The In Death Collection Books 26-29 - J.D. Robb [250]
“I knew the little bastard, and the rest of them. I worked those streets when I was in uniform. He was a badass by the time he was eight. Stealing, tagging stores, busting things up just to bust them. His mother, she tried. I’d see her dragging him to school, to church. I caught him with a pocketful of Jazz when he was about ten. I let him off, ’cause of the mother.”
“Did you know Nick Soto?”
“Dealer, street tough, liked to rough up women. Slippery bastard. Then someone slipped a knife in him. Fifty, sixty times. I didn’t work that one, but I knew him some.”
“Did anyone talk to the daughter or Lino on that one?”
He paused, rubbed a finger over his cheek. “Had to. Lino and the Soto kid were tight. The fact is, I think she was worse than he was, worse than Lino. He stole something, it was for money. He beat the shit out of somebody, there was a reason. Kid had a purpose. Her? Carried hate around in her. She stole, it was to take it from somebody else. She beat the shit out of someone, it was for the hell of it. You’re sniffing at them for that case?”

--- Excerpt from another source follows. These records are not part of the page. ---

//! Dependency gate: decides whether an entity may be randomized right now.
use thiserror::Error;

use crate::entity::{Entity, EntityId};
use crate::session::Session;

/// Why the gate refused an entity this iteration.
#[derive(Debug, Clone, Error, PartialEq, Eq)]
pub enum GateVeto {
    #[error("construction tool {tool} is not unlocked yet")]
    ConstructionTool { tool: EntityId },
    #[error("prerequisite {prerequisite} is unresolved")]
    Prerequisite { prerequisite: EntityId },
    #[error("unlock depth {required}m exceeds reachable {depth}m")]
    TooDeep { required: i32, depth: i32 },
    #[error("location needs {tool}")]
    LocationTool { tool: EntityId },
    #[error("unlock condition {condition} is not reachable")]
    UnlockCondition { condition: EntityId },
    #[error("fragment {fragment} has no spawn yet")]
    Fragment { fragment: EntityId },
}

pub struct DependencyGate;

impl DependencyGate {
    /// Evaluate every gating rule in order. Priority dispatch and entities
    /// marked `priority` skip the depth, unlock-condition and fragment rules.
    ///
    /// # Errors
    ///
    /// Returns the first rule that vetoes the entity.
    pub fn check(
        entity: &Entity,
        depth: i32,
        session: &Session,
        priority: bool,
    ) -> Result<(), GateVeto> {
        if entity.category.is_base_piece()
            && let Some(tool) = &session.graph.construction_tool
            && !session.is_resolved(tool)
        {
            return Err(GateVeto::ConstructionTool { tool: tool.clone() });
        }

        if let Some(prerequisite) = Self::unresolved_prerequisites(entity, session).next() {
            return Err(GateVeto::Prerequisite {
                prerequisite: prerequisite.clone(),
            });
        }

        if priority || entity.priority {
            return Ok(());
        }

        if let Some(unlock) = session.unlock_requirements(entity) {
            if unlock.depth > depth {
                return Err(GateVeto::TooDeep {
                    required: unlock.depth,
                    depth,
                });
            }
            let tools = [
                (unlock.needs_laser_cutter, &session.graph.laser_cutter),
                (
                    unlock.needs_propulsion_cannon,
                    &session.graph.propulsion_cannon,
                ),
            ];
            for (needed, tool) in tools {
                if needed
                    && let Some(tool) = tool
                    && !session.is_resolved(tool)
                {
                    return Err(GateVeto::LocationTool { tool: tool.clone() });
                }
            }
        }

        if let Some(blueprint) = &entity.blueprint {
            if let Some(condition) = blueprint
                .unlock_conditions
                .iter()
                .find(|id| !session.is_resolved(id) && !session.pool.contains(id))
            {
                return Err(GateVeto::UnlockCondition {
                    condition: condition.clone(),
                });
            }
            if let Some(fragment) = blueprint
                .fragments
                .iter()
                .find(|id| !session.is_resolved(id))
            {
                return Err(GateVeto::Fragment {
                    fragment: fragment.clone(),
                });
            }
        }
        Ok(())
    }

    #[must_use]
    pub fn is_satisfied(entity: &Entity, depth: i32, session: &Session, priority: bool) -> bool {
        Self::check(entity, depth, session, priority).is_ok()
    }

    /// Explicit prerequisites plus the upgrade-chain prerequisite, unresolved ones only.
    pub fn unresolved_prerequisites<'a>(
        entity: &'a Entity,
        session: &'a Session,
    ) -> impl Iterator<Item = &'a EntityId> {
        let chained = session
            .config
            .vanilla_upgrade_chains
            .then(|| session.graph.upgrade_chains.get(&entity.id))
            .flatten();
        entity
            .prerequisites
            .iter()
            .chain(chained)
            .filter(|id| !session.is_resolved(id))
    }
}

“I had Penny Soto in on something today. She claims her father raped her, regularly. That didn’t come out.”
“Like I said, I didn’t work it. But I knew some of the particulars.” He shook his head. “That had come out, I’d know.”
“You looked for Lino after the bombing.”
“He’d taken over the Soldados by then, him and Chávez served as captains. The site wasn’t strict Skull territory. It was in the disputed turf, but plenty of them hung there. It was retaliation. I know it was Soldados, and the Soldados didn’t breathe without Lino telling them to. Mrs. Martinez said Lino took off, two days before the bombing.”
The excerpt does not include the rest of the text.